● **Records for the exercise**:
// ── Tests ─────────────────────────────────────────────────────────────────────

#[cfg(test)]
mod tests {
    use std::sync::atomic::{AtomicUsize, Ordering};
    use std::sync::Arc;
    use std::thread;
    use std::time::Duration;

    use chrono::{DateTime, TimeZone, Utc};
    use parking_lot::Mutex;

    use tessera_audit::{AuditLogger, InMemoryStore};
    use tessera_config::{
        token::generate_ed25519, ConfigurationManager, InitialMode, InitialSigning,
    };
    use tessera_contracts::{
        error::TesseraError,
        record::AuditEvent,
        report::IssueKind,
        signing::SigningConfig,
    };
    use tessera_core::traits::{
        ConfigStore, RecordFilter, RecordStore, Scheduler, TimeSource, Timestamp,
    };

    use super::ChainValidator;

    // ── Helpers ───────────────────────────────────────────────────────────────

    struct TestClock {
        now_ms: Mutex<i64>,
    }

    impl TestClock {
        fn advance(&self, ms: i64) {
            *self.now_ms.lock() += ms;
        }
    }

    impl TimeSource for TestClock {
        fn now(&self) -> Timestamp {
            let mut now = self.now_ms.lock();
            *now += 10;
            Timestamp {
                at: Utc.timestamp_millis_opt(*now).unwrap(),
                synchronized: true,
            }
        }
    }

    struct NoopScheduler;

    impl Scheduler for NoopScheduler {
        fn schedule(&self, _interval: Duration) {}
        fn cancel(&self) {}
    }

    struct Fixture {
        store: Arc<InMemoryStore>,
        clock: Arc<TestClock>,
        manager: Arc<ConfigurationManager>,
    }

    impl Fixture {
        fn new(frequency_ms: u64) -> Self {
            let store = Arc::new(InMemoryStore::new());
            let clock = Arc::new(TestClock {
                now_ms: Mutex::new(1_700_000_000_000),
            });
            let manager = Arc::new(ConfigurationManager::new(
                Arc::clone(&store) as Arc<dyn ConfigStore>,
                Arc::new(NoopScheduler),
                Arc::clone(&clock) as Arc<dyn TimeSource>,
                InitialSigning {
                    mode: InitialMode::Hmac,
                    key_label: "verify-key".to_string(),
                    frequency_ms,
                },
            ));
            Self {
                store,
                clock,
                manager,
            }
        }

        fn logger(&self, node_id: &str) -> AuditLogger {
            AuditLogger::new(
                node_id,
                Arc::clone(&self.store) as Arc<dyn RecordStore>,
                Arc::clone(&self.clock) as Arc<dyn TimeSource>,
                Arc::clone(&self.manager),
            )
        }

        fn write(&self, logger: &AuditLogger, count: usize) {
            for i in 0..count {
                logger
                    .log(AuditEvent::new(format!("EVENT_{}", i), "alice", "svc", "mod"))
                    .unwrap();
            }
        }

        fn validator(&self, batch_size: usize) -> ChainValidator {
            ChainValidator::new(
                Arc::clone(&self.store) as Arc<dyn RecordStore>,
                Arc::clone(&self.store) as Arc<dyn ConfigStore>,
                batch_size,
            )
        }
    }

    fn far_future() -> DateTime<Utc> {
        Utc.timestamp_opt(4_000_000_000, 0).unwrap()
    }

    // ── Clean chains ──────────────────────────────────────────────────────────

    /// Every record signed: no errors and no warnings.
    #[test]
    fn test_clean_chain_sign_every_record() {
        let fx = Fixture::new(0);
        fx.write(&fx.logger("node-a"), 20);

        let report = fx.validator(1000).verify(far_future()).unwrap();
        assert!(report.is_clean(), "unexpected errors: {:?}", report.errors);
        assert!(report.warnings.is_empty());
        assert_eq!(report.verified_count, 20);
    }

    /// Unsigned runs closed by periodic signatures verify across small batches.
    #[test]
    fn test_clean_periodic_chain_small_batches() {
        let fx = Fixture::new(1000);
        let logger = fx.logger("node-a");
        for _ in 0..4 {
            fx.write(&logger, 5);
            fx.clock.advance(1500);
        }
        fx.write(&logger, 1);

        let report = fx.validator(3).verify(far_future()).unwrap();
        assert!(report.is_clean(), "unexpected errors: {:?}", report.errors);
        assert!(report.warnings.is_empty());
        assert_eq!(report.verified_count, 21);
    }

    // ── Concurrent aborts ─────────────────────────────────────────────────────

    /// Shared-logger writers with injected storage failures in periodic
    /// mode: aborts renumber persisted rows and window records, and the
    /// resulting chain is gap-free and verifies cleanly.
    #[test]
    fn test_concurrent_aborts_keep_chain_valid() {
        for frequency_ms in [3000, 100] {
            let fx = Arc::new(Fixture::new(frequency_ms));
            let logger = Arc::new(fx.logger("node-a"));
            let written = Arc::new(AtomicUsize::new(0));

            let threads: Vec<_> = (0..16)
                .map(|t| {
                    let fx = Arc::clone(&fx);
                    let logger = Arc::clone(&logger);
                    let written = Arc::clone(&written);
                    thread::spawn(move || {
                        for i in 0..40 {
                            if (t * 40 + i) % 7 == 0 {
                                fx.store.fail_next_inserts(1);
                            }
                            let event = AuditEvent::new("WRITE", format!("user-{}", t), "svc", "mod");
                            match logger.log(event) {
                                Ok(_) => {
                                    written.fetch_add(1, Ordering::SeqCst);
                                }
                                Err(TesseraError::Storage { .. }) => {}
                                Err(e) => panic!("unexpected write error: {}", e),
                            }
                        }
                    })
                })
                .collect();
            for handle in threads {
                handle.join().unwrap();
            }

            let records = fx
                .store
                .find_ordered(&RecordFilter::for_node("node-a"))
                .unwrap();
            let numbers: Vec<u64> = records.iter().map(|r| r.sequence_number).collect();
            let expected: Vec<u64> = (1..=records.len() as u64).collect();
            assert_eq!(numbers, expected, "frequency {}", frequency_ms);
            assert_eq!(records.len(), written.load(Ordering::SeqCst));
            assert!(records.len() < 16 * 40, "no write failed at frequency {}", frequency_ms);
            assert!(records.iter().any(|r| r.is_signed()));

            let report = fx.validator(64).verify(far_future()).unwrap();
            assert!(
                report.is_clean(),
                "frequency {}: unexpected errors: {:?}",
                frequency_ms,
                report.errors
            );
            assert!(report.warnings.is_empty(), "{:?}", report.warnings);
            assert_eq!(report.verified_count, records.len());
        }
    }

    /// Records keep verifying against the config they were signed with.
    #[test]
    fn test_historical_configs_resolved_by_record() {
        let fx = Fixture::new(0);
        let logger = fx.logger("node-a");
        fx.write(&logger, 3);
        fx.manager
            .update_configuration(SigningConfig::new(generate_ed25519("rotated"), 0))
            .unwrap();
        fx.write(&logger, 3);

        let records = fx.store.find_ordered(&RecordFilter::for_node("node-a")).unwrap();
        assert_eq!(records[0].config_id, Some(1));
        assert_eq!(records[5].config_id, Some(2));

        let report = fx.validator(1000).verify(far_future()).unwrap();
        assert!(report.is_clean(), "unexpected errors: {:?}", report.errors);
    }

    /// Each node's chain is numbered and verified on its own.
    #[test]
    fn test_nodes_verified_independently() {
        let fx = Fixture::new(0);
        let a = fx.logger("node-a");
        let b = fx.logger("node-b");
        fx.write(&a, 4);
        fx.write(&b, 2);
        fx.write(&a, 1);

        let report = fx.validator(1000).verify(far_future()).unwrap();
        assert!(report.is_clean(), "unexpected errors: {:?}", report.errors);
        assert_eq!(report.verified_count, 7);
    }

    #[test]
    fn test_verification_is_idempotent() {
        let fx = Fixture::new(1000);
        let logger = fx.logger("node-a");
        fx.write(&logger, 4);
        fx.store
            .rewrite_row("node-a", 2, |r| r.module = "forged".to_string())
            .unwrap();
        fx.clock.advance(2000);
        fx.write(&logger, 1);

        let validator = fx.validator(2);
        let first = validator.verify(far_future()).unwrap();
        let second = validator.verify(far_future()).unwrap();
        assert_eq!(first, second);
        assert!(!first.is_clean());
    }

    /// Records stamped after `upto` are not visited.
    #[test]
    fn test_upto_bounds_the_walk() {
        let fx = Fixture::new(0);
        let logger = fx.logger("node-a");
        fx.write(&logger, 3);
        let cutoff = fx.clock.now().at;
        fx.write(&logger, 3);

        let report = fx.validator(1000).verify(cutoff).unwrap();
        assert!(report.is_clean());
        assert_eq!(report.verified_count, 3);
    }

    // ── Defects ───────────────────────────────────────────────────────────────

    /// A rewritten unsigned record breaks the signature that covers it.
    #[test]
    fn test_rewritten_record_is_signature_mismatch() {
        let fx = Fixture::new(1000);
        let logger = fx.logger("node-a");
        fx.write(&logger, 4);
        fx.clock.advance(2000);
        fx.write(&logger, 1);

        fx.store
            .rewrite_row("node-a", 3, |r| r.auth_token = "mallory".to_string())
            .unwrap();

        let report = fx.validator(1000).verify(far_future()).unwrap();
        assert_eq!(report.errors.len(), 1);
        let issue = &report.errors[0];
        assert_eq!(issue.kind, IssueKind::SignatureMismatch);
        assert_eq!((issue.first_sequence, issue.last_sequence), (1, 5));
    }

    /// A record missing from the middle of the chain is a gap.
    #[test]
    fn test_missing_record_is_gap() {
        let fx = Fixture::new(0);
        fx.write(&fx.logger("node-a"), 6);
        let removed = fx
            .store
            .delete_where(&RecordFilter::for_node("node-a").from_sequence(4).below_sequence(5))
            .unwrap();
        assert_eq!(removed, 1);

        let report = fx.validator(1000).verify(far_future()).unwrap();
        assert!(report.has_errors_of(&IssueKind::SequenceGap));
        let gap = report
            .errors
            .iter()
            .find(|issue| issue.kind == IssueKind::SequenceGap)
            .unwrap();
        assert_eq!((gap.first_sequence, gap.last_sequence), (3, 5));
    }

    /// A checksum failure is localized to its row; the rest is still read.
    #[test]
    fn test_corrupt_row_localized() {
        let fx = Fixture::new(0);
        fx.write(&fx.logger("node-a"), 8);
        assert!(fx.store.corrupt_row("node-a", 3, |r| r.service = "bitrot".to_string()));

        let report = fx.validator(4).verify(far_future()).unwrap();
        assert_eq!(report.errors.len(), 1);
        assert_eq!(report.errors[0].kind, IssueKind::CorruptRow);
        assert_eq!(report.errors[0].first_sequence, 3);
        assert_eq!(report.verified_count, 7);
        // Record 4 was signed over the unreadable row.
        assert_eq!(report.warnings.len(), 1);
        assert_eq!(report.warnings[0].kind, IssueKind::UnverifiableBoundary);
    }

    /// After older records are deleted the first signature cannot be
    /// re-derived; that is a warning, not an error.
    #[test]
    fn test_first_segment_downgraded_to_warning() {
        let fx = Fixture::new(0);
        fx.write(&fx.logger("node-a"), 10);
        fx.store
            .delete_where(&RecordFilter::for_node("node-a").below_sequence(5))
            .unwrap();

        let report = fx.validator(1000).verify(far_future()).unwrap();
        assert!(report.is_clean(), "unexpected errors: {:?}", report.errors);
        assert_eq!(report.warnings.len(), 1);
        assert_eq!(report.warnings[0].last_sequence, 5);
        assert_eq!(report.verified_count, 6);
    }

    #[test]
    fn test_unknown_config_reported() {
        let fx = Fixture::new(0);
        fx.write(&fx.logger("node-a"), 3);
        fx.store
            .rewrite_row("node-a", 2, |r| r.config_id = Some(99))
            .unwrap();

        let report = fx.validator(1000).verify(far_future()).unwrap();
        assert!(report.has_errors_of(&IssueKind::UnknownConfig));
    }

    /// The visitor sees every record in order and can stop the walk.
    #[test]
    fn test_walk_visits_in_order() {
        let fx = Fixture::new(0);
        fx.write(&fx.logger("node-a"), 5);

        let mut seen = Vec::new();
        fx.validator(2)
            .walk(far_future(), &mut |record| {
                seen.push(record.sequence_number);
                Ok(())
            })
            .unwrap();
        assert_eq!(seen, vec![1, 2, 3, 4, 5]);

        let result = fx.validator(2).walk(far_future(), &mut |_| {
            Err(tessera_contracts::error::TesseraError::Export {
                reason: "sink closed".to_string(),
            })
        });
        assert!(result.is_err());
    }
}
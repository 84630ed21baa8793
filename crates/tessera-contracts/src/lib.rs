//! # tessera-contracts
//!
//! Shared types for the tessera tamper-evident audit log.
//!
//! All crates in the workspace import from here. No business logic lives in
//! this crate, only data definitions, their validation, and error types.

pub mod error;
pub mod record;
pub mod report;
pub mod signing;
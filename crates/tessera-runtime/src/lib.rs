//! # tessera-runtime
//!
//! The assembled tessera audit log.
//!
//! [`AuditService`] is the management surface: `log`, `sign_now`,
//! `change_log_management`, `current_configuration`,
//! `verify_logs_integrity`, `export_audit_logs`, `prepare_reset`, and
//! `reset`. It runs periodic signatures on a [`ThreadScheduler`] and stamps
//! records with any [`TimeSource`](tessera_core::traits::TimeSource), such
//! as [`SystemClock`] or, in tests, [`ManualClock`].
//!
//! ## Quick start
//!
//! ```rust,ignore
//! use tessera_audit::InMemoryStore;
//! use tessera_runtime::{AuditService, SystemClock};
//!
//! let store = Arc::new(InMemoryStore::new());
//! let service = AuditService::new(settings, store.clone(), store, Arc::new(SystemClock::new()))?;
//! service.log(AuditEvent::new("CERT_ISSUED", "ca-admin", "ca", "issuance"))?;
//! let report = service.verify_logs_integrity(Utc::now())?;
//! ```

pub mod clock;
pub mod scheduler;
pub mod service;

pub use clock::{ManualClock, SystemClock};
pub use scheduler::ThreadScheduler;
pub use service::AuditService;

// ── Tests ─────────────────────────────────────────────────────────────────────
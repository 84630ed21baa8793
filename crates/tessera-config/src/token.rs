//! Crypto tokens: activated key material behind a signing configuration.
//!
//! `CryptoToken::open` turns the key material persisted in a
//! `SigningConfig` into a live signer. `close` wipes it; dropping the last
//! reference to a token closes it as well, so key material is released on
//! every exit path.

use ed25519_dalek::{Signature, Signer as _, SigningKey, Verifier as _, VerifyingKey};
use hmac::{Hmac, Mac};
use parking_lot::RwLock;
use rand::{rngs::OsRng, RngCore};
use sha2::Sha256;
use tracing::debug;

use tessera_contracts::{
    error::{TesseraError, TesseraResult},
    signing::{KeyMaterial, SignMode, SigningConfig, ED25519, HMAC_SHA256},
};

type HmacSha256 = Hmac<Sha256>;

/// Generate an HMAC-SHA256 mode with a random 32-byte secret.
pub fn generate_hmac(key_label: &str) -> SignMode {
    let mut secret = vec![0u8; 32];
    OsRng.fill_bytes(&mut secret);
    SignMode::Hmac {
        key_label: key_label.to_string(),
        algorithm: HMAC_SHA256.to_string(),
        secret: KeyMaterial(secret),
    }
}

/// Generate an Ed25519 mode with a fresh key pair.
pub fn generate_ed25519(key_label: &str) -> SignMode {
    let signing = SigningKey::generate(&mut OsRng);
    SignMode::Signature {
        key_label: key_label.to_string(),
        algorithm: ED25519.to_string(),
        private_key: KeyMaterial(signing.to_bytes().to_vec()),
        public_key: KeyMaterial(signing.verifying_key().to_bytes().to_vec()),
    }
}

enum ActiveKey {
    Hmac(Vec<u8>),
    Ed25519 {
        signing: SigningKey,
        verifying: VerifyingKey,
    },
}

/// Live key material for one signing configuration.
pub struct CryptoToken {
    config_id: u64,
    key_label: String,
    key: RwLock<Option<ActiveKey>>,
}

impl CryptoToken {
    /// Activate the key material of `config`.
    ///
    /// # Errors
    ///
    /// `Configuration` if the key bytes have the wrong length or the
    /// Ed25519 public key does not belong to the private key.
    pub fn open(config: &SigningConfig) -> TesseraResult<Self> {
        let key = match &config.mode {
            SignMode::Hmac { secret, .. } => ActiveKey::Hmac(secret.as_bytes().to_vec()),
            SignMode::Signature {
                private_key,
                public_key,
                ..
            } => {
                let bytes: [u8; 32] =
                    private_key
                        .as_bytes()
                        .try_into()
                        .map_err(|_| TesseraError::Configuration {
                            reason: format!(
                                "Ed25519 private key must be 32 bytes, got {}",
                                private_key.as_bytes().len()
                            ),
                        })?;
                let signing = SigningKey::from_bytes(&bytes);
                let verifying = signing.verifying_key();
                if verifying.as_bytes().as_slice() != public_key.as_bytes() {
                    return Err(TesseraError::Configuration {
                        reason: "Ed25519 public key does not match the private key".to_string(),
                    });
                }
                ActiveKey::Ed25519 { signing, verifying }
            }
        };

        debug!(
            config_id = config.id,
            key_label = %config.mode.key_label(),
            "crypto token opened"
        );

        Ok(Self {
            config_id: config.id,
            key_label: config.mode.key_label().to_string(),
            key: RwLock::new(Some(key)),
        })
    }

    pub fn config_id(&self) -> u64 {
        self.config_id
    }

    pub fn is_open(&self) -> bool {
        self.key.read().is_some()
    }

    pub fn sign(&self, data: &[u8]) -> TesseraResult<Vec<u8>> {
        let key = self.key.read();
        match key.as_ref() {
            Some(ActiveKey::Hmac(secret)) => {
                let mut mac =
                    HmacSha256::new_from_slice(secret).map_err(|e| TesseraError::Signing {
                        reason: format!("invalid HMAC key '{}': {}", self.key_label, e),
                    })?;
                mac.update(data);
                Ok(mac.finalize().into_bytes().to_vec())
            }
            Some(ActiveKey::Ed25519 { signing, .. }) => Ok(signing.sign(data).to_bytes().to_vec()),
            None => Err(TesseraError::Signing {
                reason: format!("crypto token '{}' is closed", self.key_label),
            }),
        }
    }

    /// Check `signature` over `data`. A malformed signature is `Ok(false)`.
    pub fn verify(&self, data: &[u8], signature: &[u8]) -> TesseraResult<bool> {
        let key = self.key.read();
        match key.as_ref() {
            Some(ActiveKey::Hmac(secret)) => {
                let mut mac =
                    HmacSha256::new_from_slice(secret).map_err(|e| TesseraError::Signing {
                        reason: format!("invalid HMAC key '{}': {}", self.key_label, e),
                    })?;
                mac.update(data);
                Ok(mac.verify_slice(signature).is_ok())
            }
            Some(ActiveKey::Ed25519 { verifying, .. }) => match Signature::from_slice(signature) {
                Ok(signature) => Ok(verifying.verify(data, &signature).is_ok()),
                Err(_) => Ok(false),
            },
            None => Err(TesseraError::Signing {
                reason: format!("crypto token '{}' is closed", self.key_label),
            }),
        }
    }

    /// Wipe the key material. Further `sign`/`verify` calls fail.
    pub fn close(&self) {
        let mut key = self.key.write();
        if let Some(ActiveKey::Hmac(secret)) = key.as_mut() {
            secret.iter_mut().for_each(|b| *b = 0);
        }
        if key.take().is_some() {
            debug!(config_id = self.config_id, key_label = %self.key_label, "crypto token closed");
        }
    }
}

impl Drop for CryptoToken {
    fn drop(&mut self) {
        self.close();
    }
}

● **Requirement**: Return every line of the records in which the word "ConfigStore" is found.

● **Response**:
        ConfigStore, RecordFilter, RecordStore, Scheduler, TimeSource, Timestamp,
                Arc::clone(&store) as Arc<dyn ConfigStore>,
                Arc::clone(&self.store) as Arc<dyn ConfigStore>,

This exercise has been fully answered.